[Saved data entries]
- Opening Delimiter -
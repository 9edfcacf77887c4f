// SPDX-License-Identifier: AGPL-3.0-or-later
// Copyright (C) 2012-2025 Andrei Maltsev

use std::{
    collections::{BTreeMap, VecDeque},
    sync::RwLock,
    time::Instant,
};

use tracing::debug;

use crate::{
    cfg::enums::ChildSelector,
    models::{data::Data, interest::Interest, name::Name},
    store::entry::Entry,
};

struct Inner {
    index: BTreeMap<Name, Entry>,
    // insertion order; entries are checked against their seq on eviction so
    // a replaced name does not evict its successor early
    fifo: VecDeque<(Name, u64)>,
    limit: usize,
    next_seq: u64,
}

/// The send-side content store: a bounded, name-indexed map of produced
/// packets that answers repeated requests without re-invoking the
/// application.
///
/// Freshness tracking is coarse: stale entries are dropped when a lookup
/// walks over them, not on a timer. Readers run concurrently; writers are
/// exclusive.
pub struct ContentStore {
    inner: RwLock<Inner>,
}

impl ContentStore {
    pub fn new(limit: usize) -> Self {
        ContentStore {
            inner: RwLock::new(Inner {
                index: BTreeMap::new(),
                fifo: VecDeque::new(),
                limit,
                next_seq: 0,
            }),
        }
    }

    pub fn len(&self) -> usize {
        self.inner.read().expect("lock poisoned").index.len()
    }

    pub fn is_empty(&self) -> bool {
        self.len() == 0
    }

    pub fn limit(&self) -> usize {
        self.inner.read().expect("lock poisoned").limit
    }

    /// Stores `data` under its name, replacing any previous packet of the
    /// same name. Returns the packets evicted to satisfy the size limit.
    pub fn insert(&self, data: Data) -> Vec<Data> {
        let now = Instant::now();
        let mut inner = self.inner.write().expect("lock poisoned");

        let seq = inner.next_seq;
        inner.next_seq += 1;

        let name = data.name.clone();
        inner.index.insert(name.clone(), Entry::new(data, now, seq));
        inner.fifo.push_back((name, seq));

        let mut evicted = Vec::new();
        while inner.index.len() > inner.limit {
            let Some((victim, victim_seq)) = inner.fifo.pop_front() else {
                break;
            };
            let live = inner
                .index
                .get(&victim)
                .is_some_and(|entry| entry.seq() == victim_seq);
            if live && let Some(entry) = inner.index.remove(&victim) {
                debug!("content store evicted {victim}");
                evicted.push(entry.data().clone());
            }
        }
        evicted
    }

    /// The entry most specifically matching `interest` under its selectors,
    /// or `None`. Stale entries encountered on the way are dropped.
    pub fn find(&self, interest: &Interest) -> Option<Data> {
        let now = Instant::now();
        let prefix = interest.data_name();

        let (found, stale) = {
            let inner = self.inner.read().expect("lock poisoned");
            Self::search(&inner, interest, &prefix, now)
        };

        if !stale.is_empty() {
            let mut inner = self.inner.write().expect("lock poisoned");
            for name in stale {
                inner.index.remove(&name);
            }
        }

        found
    }

    fn search(
        inner: &Inner,
        interest: &Interest,
        prefix: &Name,
        now: Instant,
    ) -> (Option<Data>, Vec<Name>) {
        let mut stale = Vec::new();
        let mut chosen: Option<&Entry> = None;

        for (name, entry) in inner.index.range(prefix.clone()..) {
            if !prefix.is_prefix_of(name) {
                break;
            }
            if interest.must_be_fresh && entry.is_stale(now) {
                stale.push(name.clone());
                continue;
            }
            if !Self::admits(interest, prefix, entry) {
                continue;
            }

            match interest.child_selector.unwrap_or_default() {
                // the index is in canonical order, so the first admitted
                // entry is the leftmost child
                ChildSelector::Leftmost => {
                    chosen = Some(entry);
                    break;
                },
                ChildSelector::Rightmost => chosen = Some(entry),
            }
        }

        (chosen.map(|entry| entry.data().clone()), stale)
    }

    fn admits(interest: &Interest, prefix: &Name, entry: &Entry) -> bool {
        let name = &entry.data().name;

        if let Some(pinned) = interest.pinned_digest() {
            return entry.digest() == pinned;
        }

        // the implicit digest counts as one trailing component
        let suffix_len = (name.len() - prefix.len() + 1) as u32;
        if interest
            .min_suffix_components
            .is_some_and(|min| suffix_len < min)
        {
            return false;
        }
        if interest
            .max_suffix_components
            .is_some_and(|max| suffix_len > max)
        {
            return false;
        }

        if !interest.exclude.is_empty() {
            if name.len() == prefix.len() {
                if interest.excludes_digest(entry.digest()) {
                    return false;
                }
            } else if let Some(next) = name.get(prefix.len())
                && interest.exclude.contains(next)
            {
                return false;
            }
        }

        true
    }
}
- Closing Delimiter -
**Problem requirements**
Print, from the entries above, the line with "let name = &entry.data().name;", the line with "one trailing component" and all lines between them, exactly and with nothing else.

**Solution for this task**
        let name = &entry.data().name;

        if let Some(pinned) = interest.pinned_digest() {
            return entry.digest() == pinned;
        }

        // the implicit digest counts as one trailing component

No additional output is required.